Application of the PathHunter® Protein Interaction Assay to Receptor Tyrosine Kinases (RTKs): Developing a Non-Antibody One-Step Cell-Based Kinase Activity
Version:
REV1_0409

File Name/Number:
SBS 2009

Year:
2009

Kinase targets have been extensively studied in biochemical assays using purified protein fragments for the kinase and the substrate. However, there is an increasing need to understand how kinases function in the context of a whole cell assay. DiscoveRx has pioneered a protein interaction assay system using our established Enzyme Fragment Complementation (EFC) β-Galactosidase detection system.
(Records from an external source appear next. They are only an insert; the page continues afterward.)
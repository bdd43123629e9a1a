use std::collections::VecDeque;
use std::sync::Arc;

/// One received request awaiting a response (§3 "Server-side Promise").
///
/// Invariants: at most one response is ever assigned; a promise is never
/// observed completed twice (a second `complete` call is a no-op); the
/// promise's position in its owning [`PromiseQueue`] equals the order it
/// was read from the codec.
pub(crate) struct Promise<Req, Resp> {
    pub(crate) id: u64,
    pub(crate) request: Arc<Req>,
    pub(crate) created_at: i64,
    response: Option<Resp>,
}

impl<Req, Resp> Promise<Req, Resp> {
    pub(crate) fn new(id: u64, request: Arc<Req>, created_at: i64) -> Self {
        Promise {
            id,
            request,
            created_at,
            response: None,
        }
    }

    pub(crate) fn is_complete(&self) -> bool {
        self.response.is_some()
    }

    /// Assigns the response if none has been assigned yet. Further calls
    /// are no-ops, matching the "at most one response" invariant.
    pub(crate) fn complete(&mut self, response: Resp) {
        if self.response.is_none() {
            self.response = Some(response);
        }
    }

    pub(crate) fn take_response(&mut self) -> Option<Resp> {
        self.response.take()
    }
}

/// Ordered buffer of in-flight request promises. The head is always the
/// oldest incomplete or completed-but-unflushed promise; responses are
/// written to the transport strictly in this order. There is no
/// reordering operation.
pub(crate) struct PromiseQueue<Req, Resp> {
    promises: VecDeque<Promise<Req, Resp>>,
}

impl<Req, Resp> PromiseQueue<Req, Resp> {
    pub(crate) fn new() -> Self {
        PromiseQueue {
            promises: VecDeque::new(),
        }
    }

    pub(crate) fn len(&self) -> usize {
        self.promises.len()
    }

    pub(crate) fn is_empty(&self) -> bool {
        self.promises.is_empty()
    }

    pub(crate) fn push_back(&mut self, promise: Promise<Req, Resp>) {
        self.promises.push_back(promise);
    }

    pub(crate) fn front(&self) -> Option<&Promise<Req, Resp>> {
        self.promises.front()
    }

    pub(crate) fn pop_front(&mut self) -> Option<Promise<Req, Resp>> {
        self.promises.pop_front()
    }

    /// Locates the promise with `id` and completes it, returning `true` if
    /// found (an unknown id means the promise already flushed or the
    /// connection closed; this is treated as a silent no-op by callers).
    pub(crate) fn complete(&mut self, id: u64, response: Resp) -> bool {
        for promise in self.promises.iter_mut() {
            if promise.id == id {
                promise.complete(response);
                return true;
            }
        }
        false
    }
}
This is proving to be a generic assay system applicable to a wide range of protein interaction, with the key feature being the very low endogenous activity of the two fragment of our split β-Gal system, called ProLinkTM and EA (enzyme acceptor). In our approach to a functional, whole-cell kinase assay, we express a full-length human receptor tyrosine kinase (RTK) fused at its C-terminus to the small ProLink peptide. The EA component of our assay is fused to one of a series of SH2 or PTB domain constructs that we have generated. When co-expressed in a cell, we have shown that we can detect the protein interaction that occurs in the cells when the RTK is activated and recruits an SH2/PTB domain to phospho-tyrosine residues that occur during receptor activation. We have successfully applied this assay approach to the insulin receptor, the entire Trk family, IGF1R, PDGF and FGF receptor family members, and most recently FLT3. We will present data showing both agonist and antagonist assay results for these targets, as well as our findings from a focused set of kinase inhibitors comparing TrkA analyzed in a cell-based and biochemical assay format. Furthermore, we have also shown that we can create assay systems with RTK heterodimers, with our case study example being the ErbB3 and ErbB3 activated kinase. We have recently extended these studies to show the effect of P75 co-expression with each of the Trk Family RTKs. In conclusion, the PathHunter® protein interaction platform has proven to be a very useful tool in the development of a cell-based assay format for RTKs that does not require antibody or wash steps, and can be implemented in a simple one-addition HTS assay format.